— Work instruction —
Scan the entries for the word "never", and copy every line where it appears.

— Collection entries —
= = =
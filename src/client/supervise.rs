//! Draining a running client's output streams
//!
//! stdout is echoed to the console and buffered; stderr goes to the error
//! log. The buffered lines are handed back only after the stdout task has
//! seen end-of-stream, which can lag the process exit.

use tokio::io::{AsyncBufReadExt, AsyncRead, BufReader};
use tokio::process::Child;
use tokio::task::JoinHandle;
use tracing::{debug, error};

use super::ClientError;

/// Exit status and every stdout line of a finished client run
#[derive(Debug, Clone)]
pub struct ConnectRun {
    pub success: bool,
    /// `None` when the client was killed by a signal
    pub code: Option<i32>,
    pub stdout: Vec<String>,
}

fn drain_stdout<R>(stream: R) -> JoinHandle<Vec<String>>
where
    R: AsyncRead + Unpin + Send + 'static,
{
    tokio::spawn(async move {
        let mut lines = BufReader::new(stream).lines();
        let mut buffered = Vec::new();
        loop {
            match lines.next_line().await {
                Ok(Some(line)) => {
                    println!("[VPN stdout] {}", line);
                    buffered.push(line);
                }
                Ok(None) => break,
                Err(e) => {
                    error!("Error reading client stdout: {}", e);
                    break;
                }
            }
        }
        debug!("Client stdout closed after {} lines", buffered.len());
        buffered
    })
}

fn drain_stderr<R>(stream: R) -> JoinHandle<()>
where
    R: AsyncRead + Unpin + Send + 'static,
{
    tokio::spawn(async move {
        let mut lines = BufReader::new(stream).lines();
        loop {
            match lines.next_line().await {
                Ok(Some(line)) => error!("[VPN stderr] {}", line),
                Ok(None) => break,
                Err(e) => {
                    error!("Error reading client stderr: {}", e);
                    break;
                }
            }
        }
    })
}

/// Wait for `child` while draining both of its output pipes.
///
/// The child must have been spawned with piped stdout and stderr.
pub async fn supervise(mut child: Child) -> Result<ConnectRun, ClientError> {
    let stdout = child
        .stdout
        .take()
        .ok_or_else(|| ClientError::StreamSetup("stdout is not piped".to_string()))?;
    let stderr = child
        .stderr
        .take()
        .ok_or_else(|| ClientError::StreamSetup("stderr is not piped".to_string()))?;

    let stdout_task = drain_stdout(stdout);
    let stderr_task = drain_stderr(stderr);

    let status = child.wait().await.map_err(ClientError::WaitError)?;

    let stdout = stdout_task
        .await
        .map_err(|e| ClientError::StreamSetup(format!("stdout reader failed: {}", e)))?;
    if let Err(e) = stderr_task.await {
        error!("stderr reader failed: {}", e);
    }

    Ok(ConnectRun {
        success: status.success(),
        code: status.code(),
        stdout,
    })
}
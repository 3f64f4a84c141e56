use clap::{Parser, Subcommand};
use std::path::{Path, PathBuf};
use std::process::ExitCode;
use std::sync::Arc;
use tracing::{error, warn};
use vpnctl::background::Background;
use vpnctl::client::CliVpnClient;
use vpnctl::orchestrator::Settings;
use vpnctl::state::StateStore;
use vpnctl::{
    Config, ConnectOutcome, CredentialVault, Orchestrator, Profile, config, discovery, logging,
    process, updater,
};

type CommandResult = Result<(), Box<dyn std::error::Error>>;

#[derive(Parser)]
#[command(name = "vpnctl")]
#[command(about = "Connect to Cisco Secure Client VPN profiles from the command line")]
#[command(version)]
struct Cli {
    /// Defaults to `info`
    #[command(subcommand)]
    command: Option<Commands>,

    /// Enable verbose output
    #[arg(short, long, global = true)]
    verbose: bool,

    /// Config file (default: ~/.vpnctl/config.toml)
    #[arg(short, long, global = true)]
    config: Option<PathBuf>,
}

#[derive(Subcommand)]
enum Commands {
    /// Connect to a VPN profile (intra or dev)
    Connect {
        /// Profile name
        profile: String,
    },
    /// Disconnect the VPN and stop client processes
    Disconnect,
    /// Show current VPN status
    Status,
    /// Stop lingering client processes without disconnecting
    Kill,
    /// Launch the Cisco Secure Client GUI
    Gui,
    /// Manage the stored credential
    Credential {
        #[command(subcommand)]
        action: CredentialAction,
    },
    /// Show version and update information
    Info,
    /// Generate default config file
    Init {
        /// Overwrite an existing file
        #[arg(long)]
        force: bool,
    },
}

#[derive(Subcommand)]
enum CredentialAction {
    /// Show the stored credential with the password masked
    Fetch,
    /// Prompt for a new credential and store it
    Update,
    /// Delete the stored credential
    Remove,
}

#[tokio::main]
async fn main() -> ExitCode {
    let cli = Cli::parse();
    let command = cli.command.unwrap_or(Commands::Info);

    if let Commands::Init { force } = command {
        return match run_init(cli.config.as_deref(), force) {
            Ok(()) => ExitCode::SUCCESS,
            Err(e) => {
                eprintln!("Error: {}", e);
                ExitCode::FAILURE
            }
        };
    }

    let config = match Config::resolve(cli.config.as_deref()) {
        Ok(config) => config,
        Err(e) => {
            eprintln!("Error: {}", e);
            return ExitCode::FAILURE;
        }
    };

    let logged = match config.log_path() {
        Ok(path) => logging::init(&config.logging.level, cli.verbose, &path),
        Err(_) => logging::init_console(&config.logging.level, cli.verbose),
    };
    if let Err(e) = logged {
        eprintln!("Error: {}", e);
        return ExitCode::FAILURE;
    }

    let state = match config
        .database_path()
        .map_err(|e| e.to_string())
        .and_then(|path| StateStore::init(path).map_err(|e| e.to_string()))
    {
        Ok(state) => state,
        Err(e) => {
            error!("Failed to initialize database: {}", e);
            return ExitCode::FAILURE;
        }
    };

    let background = Background::new();
    let result = run(command, &config, state, background.clone()).await;
    background.drain().await;

    match result {
        Ok(()) => ExitCode::SUCCESS,
        Err(e) => {
            error!("{}", e);
            ExitCode::FAILURE
        }
    }
}

async fn run(
    command: Commands,
    config: &Config,
    state: StateStore,
    background: Background,
) -> CommandResult {
    match command {
        Commands::Connect { profile } => {
            let profile: Profile = match profile.parse() {
                Ok(profile) => profile,
                Err(e) => {
                    error!("{}", e);
                    let names: Vec<_> = Profile::ALL.iter().map(|p| p.name()).collect();
                    println!("Available profiles: {}", names.join(", "));
                    return Ok(());
                }
            };

            let vault = CredentialVault::from_config(config, state.clone(), background.clone())?;
            let credential = vault.get_or_prompt(profile)?;

            let orchestrator = build_orchestrator(config, state, background)?;
            match orchestrator.connect(profile.name(), &credential).await? {
                ConnectOutcome::Connected { profile, attempts } => {
                    println!("Connected to {} ({} attempt(s))", profile, attempts);
                }
                ConnectOutcome::AlreadyConnected(profile) => {
                    println!("Already connected to {}", profile);
                }
                ConnectOutcome::AgentLocked => {}
                ConnectOutcome::GaveUp { attempts } => {
                    println!(
                        "Could not connect after {} attempt(s). Run 'vpnctl connect {}' to try again.",
                        attempts, profile
                    );
                }
                ConnectOutcome::UnknownProfile(name) => {
                    println!("Unknown VPN profile: {}", name);
                }
            }
        }
        Commands::Disconnect => {
            let orchestrator = build_orchestrator(config, state, background)?;
            orchestrator.disconnect().await?;
            println!("VPN disconnected");
        }
        Commands::Status => {
            let orchestrator = build_orchestrator(config, state, background)?;
            orchestrator.status().await?;
        }
        Commands::Kill => {
            let orchestrator = build_orchestrator(config, state, background)?;
            let report = orchestrator.kill().await?;
            println!("Stopped {} process(es)", report.signalled.len());
        }
        Commands::Gui => {
            let orchestrator = build_orchestrator(config, state, background)?;
            orchestrator.launch_gui().await?;
        }
        Commands::Credential { action } => {
            let vault = CredentialVault::from_config(config, state, background)?;
            match action {
                CredentialAction::Fetch => match vault.fetch()? {
                    Some(credential) => {
                        println!("Username: {}", credential.username);
                        println!("Password: {}", credential.masked_password());
                        println!("Expires:  {}", credential.expires_on);
                    }
                    None => println!("No valid credential stored"),
                },
                CredentialAction::Update => {
                    let credential = vault.update()?;
                    println!("Credential updated, valid until {}", credential.expires_on);
                }
                CredentialAction::Remove => {
                    if vault.remove()? {
                        println!("Credential removed");
                    } else {
                        println!("No credential stored");
                    }
                }
            }
        }
        Commands::Info => {
            let current = env!("CARGO_PKG_VERSION");
            println!("{} {}", env!("CARGO_PKG_NAME"), current);
            println!("{}", env!("CARGO_PKG_DESCRIPTION"));
            println!("Data dir: {}", config.data_dir()?.display());

            match updater::check_latest_version(&config.update.releases_url, &state).await? {
                Some(latest) if updater::is_newer(&latest, current) => {
                    println!("Update available: {}", latest);
                }
                Some(latest) => println!("Latest release: {} (up to date)", latest),
                None => println!("Latest release: unknown"),
            }
        }
        // Handled before the config is loaded
        Commands::Init { .. } => {}
    }

    Ok(())
}

fn build_orchestrator(
    config: &Config,
    state: StateStore,
    background: Background,
) -> Result<Orchestrator, Box<dyn std::error::Error>> {
    let binary = match discovery::detect_client_binary(&config.vpn.binary_path) {
        Some(path) => path,
        None => {
            warn!(
                "VPN client not found at {}, trying anyway",
                config.vpn.binary_path.display()
            );
            config.vpn.binary_path.clone()
        }
    };
    let client = CliVpnClient::new(binary, &config.vpn.gui_path);
    let processes = process::system_process_table()?;

    Ok(Orchestrator::new(
        Box::new(client),
        Arc::from(processes),
        state,
        Settings::from_config(config),
        background,
    ))
}

fn run_init(explicit: Option<&Path>, force: bool) -> CommandResult {
    let path = match explicit {
        Some(path) => path.to_path_buf(),
        None => config::default_config_path()?,
    };
    if path.exists() && !force {
        println!(
            "Config already exists: {} (use --force to overwrite)",
            path.display()
        );
        return Ok(());
    }

    Config::default().save(&path)?;
    println!("Created default config: {}", path.display());
    Ok(())
}
//! Interactive credential entry

use std::io::{self, BufRead, Write};

/// Source of user-typed credentials
pub trait CredentialPrompt: Send + Sync {
    fn read_line(&self, label: &str) -> io::Result<String>;
    /// Read without echo
    fn read_secret(&self, label: &str) -> io::Result<String>;
}

/// Reads from the controlling terminal
pub struct TerminalPrompt;

impl CredentialPrompt for TerminalPrompt {
    fn read_line(&self, label: &str) -> io::Result<String> {
        let mut stdout = io::stdout();
        write!(stdout, "{}", label)?;
        stdout.flush()?;

        let mut line = String::new();
        let read = io::stdin().lock().read_line(&mut line)?;
        if read == 0 {
            return Err(io::Error::new(
                io::ErrorKind::UnexpectedEof,
                "standard input closed",
            ));
        }
        Ok(trim_line_ending(&line).to_string())
    }

    fn read_secret(&self, label: &str) -> io::Result<String> {
        rpassword::prompt_password(label)
    }
}

fn trim_line_ending(line: &str) -> &str {
    line.trim_end_matches(['\n', '\r'])
}


#[cfg(test)]
mod tests {
    use super::*;

    #[test]
    fn test_trim_line_ending() {
        assert_eq!(trim_line_ending("alice\n"), "alice");
        assert_eq!(trim_line_ending("alice\r\n"), "alice");
        assert_eq!(trim_line_ending(" alice "), " alice ");
    }
}
//! VPN connection profiles
//!
//! The set is closed: each profile maps to the vendor's connection target
//! string and decides whether the answer script carries a push line.

use std::fmt;
use std::str::FromStr;
use thiserror::Error;

#[derive(Error, Debug, PartialEq, Eq)]
#[error("Unknown VPN profile: {0}")]
pub struct UnknownProfile(pub String);

#[derive(Debug, Clone, Copy, PartialEq, Eq, Hash)]
pub enum Profile {
    /// Corporate intranet
    Intra,
    /// Development network, requires a second-factor push
    Dev,
}

impl Profile {
    pub const ALL: [Profile; 2] = [Profile::Intra, Profile::Dev];

    /// Name used on the command line and in the session store
    pub fn name(self) -> &'static str {
        match self {
            Profile::Intra => "intra",
            Profile::Dev => "dev",
        }
    }

    /// Connection target passed to `vpn connect <target>`
    pub fn target(self) -> &'static str {
        match self {
            Profile::Intra => "INTRA",
            Profile::Dev => "DEV-VPN-REMOTE",
        }
    }

    pub fn requires_push(self) -> bool {
        matches!(self, Profile::Dev)
    }
}

impl FromStr for Profile {
    type Err = UnknownProfile;

    fn from_str(s: &str) -> Result<Self, Self::Err> {
        match s {
            "intra" => Ok(Profile::Intra),
            "dev" => Ok(Profile::Dev),
            _ => Err(UnknownProfile(s.to_string())),
        }
    }
}

impl fmt::Display for Profile {
    fn fmt(&self, f: &mut fmt::Formatter<'_>) -> fmt::Result {
        f.write_str(self.name())
    }
}

#[cfg(test)]
mod tests {
    use super::*;

    #[test]
    fn test_profile_parse() {
        assert_eq!("intra".parse::<Profile>().unwrap(), Profile::Intra);
        assert_eq!("dev".parse::<Profile>().unwrap(), Profile::Dev);
        assert!("INTRA".parse::<Profile>().is_err());
        assert!("".parse::<Profile>().is_err());
    }

    #[test]
    fn test_unknown_profile_message() {
        let err = "prod".parse::<Profile>().unwrap_err();
        assert_eq!(err.to_string(), "Unknown VPN profile: prod");
    }

    #[test]
    fn test_targets() {
        assert_eq!(Profile::Intra.target(), "INTRA");
        assert_eq!(Profile::Dev.target(), "DEV-VPN-REMOTE");
    }

    #[test]
    fn test_push_only_for_dev() {
        assert!(Profile::Dev.requires_push());
        assert!(!Profile::Intra.requires_push());
    }

    #[test]
    fn test_name_round_trips_through_display() {
        for profile in Profile::ALL {
            assert_eq!(profile.to_string().parse::<Profile>().unwrap(), profile);
        }
    }
}
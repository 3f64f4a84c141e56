//! Authenticated encryption for secrets at rest
//!
//! AES-256-GCM with a fresh 96-bit random nonce per call. The output is
//! base64(nonce || ciphertext || tag) so it can sit inside a text record.

use base64::Engine;
use base64::engine::general_purpose::STANDARD as BASE64;
use ring::aead;
use ring::rand::{SecureRandom, SystemRandom};
use thiserror::Error;

pub const KEY_LEN: usize = 32;

#[derive(Error, Debug, PartialEq, Eq)]
pub enum CryptoError {
    #[error("Invalid encryption key")]
    KeyError,
    #[error("Random number generation failed")]
    RandomError,
    #[error("Encryption failed")]
    SealError,
    #[error("Ciphertext is not valid base64")]
    EncodingError,
    #[error("Ciphertext is too short")]
    Truncated,
    #[error("Decryption failed: wrong key or tampered ciphertext")]
    OpenError,
    #[error("Decrypted data is not valid UTF-8")]
    Utf8Error,
}

fn sealing_key(key: &[u8; KEY_LEN]) -> Result<aead::LessSafeKey, CryptoError> {
    let unbound =
        aead::UnboundKey::new(&aead::AES_256_GCM, key).map_err(|_| CryptoError::KeyError)?;
    Ok(aead::LessSafeKey::new(unbound))
}

pub fn encrypt(plaintext: &str, key: &[u8; KEY_LEN]) -> Result<String, CryptoError> {
    let key = sealing_key(key)?;

    let mut nonce_bytes = [0u8; aead::NONCE_LEN];
    SystemRandom::new()
        .fill(&mut nonce_bytes)
        .map_err(|_| CryptoError::RandomError)?;
    let nonce = aead::Nonce::assume_unique_for_key(nonce_bytes);

    let mut in_out = plaintext.as_bytes().to_vec();
    key.seal_in_place_append_tag(nonce, aead::Aad::empty(), &mut in_out)
        .map_err(|_| CryptoError::SealError)?;

    let mut blob = nonce_bytes.to_vec();
    blob.extend_from_slice(&in_out);
    Ok(BASE64.encode(blob))
}

pub fn decrypt(ciphertext: &str, key: &[u8; KEY_LEN]) -> Result<String, CryptoError> {
    let blob = BASE64
        .decode(ciphertext.trim())
        .map_err(|_| CryptoError::EncodingError)?;
    if blob.len() < aead::NONCE_LEN + aead::AES_256_GCM.tag_len() {
        return Err(CryptoError::Truncated);
    }

    let key = sealing_key(key)?;
    let (nonce_bytes, sealed) = blob.split_at(aead::NONCE_LEN);
    let nonce =
        aead::Nonce::try_assume_unique_for_key(nonce_bytes).map_err(|_| CryptoError::Truncated)?;

    let mut in_out = sealed.to_vec();
    let plaintext = key
        .open_in_place(nonce, aead::Aad::empty(), &mut in_out)
        .map_err(|_| CryptoError::OpenError)?;

    String::from_utf8(plaintext.to_vec()).map_err(|_| CryptoError::Utf8Error)
}

/// Fresh random key for the on-disk vault
pub fn generate_key() -> Result<[u8; KEY_LEN], CryptoError> {
    let mut key = [0u8; KEY_LEN];
    SystemRandom::new()
        .fill(&mut key)
        .map_err(|_| CryptoError::RandomError)?;
    Ok(key)
}
//! Interpretation of the vendor client's text output
//!
//! The client has no machine-readable status. These markers were observed on
//! real installs; unknown output never counts as success.

/// Present in `vpn status` output while a tunnel is up. Case-sensitive, so
/// "Disconnected" does not match.
pub const CONNECTED_MARKER: &str = "Connected";

/// Printed by `vpn connect` when the agent is wedged and needs a restart
pub const AGENT_LOCK_MARKER: &str = "Connect capability is unavailable";

/// Printed by `vpn connect` once the tunnel is established
const ESTABLISHED_MARKERS: [&str; 2] = ["state: Connected", ">> notice: VPN session established"];

#[derive(Debug, Clone, Copy, PartialEq, Eq)]
pub enum LinkState {
    Connected,
    NotConnected,
}

#[derive(Debug, Clone, Copy, PartialEq, Eq)]
pub enum ConnectVerdict {
    Established,
    /// Needs a manual restart of the vendor client, never retried
    AgentLocked,
    /// Anything else, including output we do not recognise
    Failed,
}

pub fn interpret_status(output: &str) -> LinkState {
    if output.contains(CONNECTED_MARKER) {
        LinkState::Connected
    } else {
        LinkState::NotConnected
    }
}

pub fn interpret_connect<S: AsRef<str>>(lines: &[S], exit_success: bool) -> ConnectVerdict {
    if lines
        .iter()
        .any(|line| line.as_ref().contains(AGENT_LOCK_MARKER))
    {
        return ConnectVerdict::AgentLocked;
    }
    let established = lines.iter().any(|line| {
        ESTABLISHED_MARKERS
            .iter()
            .any(|marker| line.as_ref().contains(marker))
    });
    if exit_success && established {
        ConnectVerdict::Established
    } else {
        ConnectVerdict::Failed
    }
}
= = =
— Written response —
//! real installs; unknown output never counts as success.
    /// Needs a manual restart of the vendor client, never retried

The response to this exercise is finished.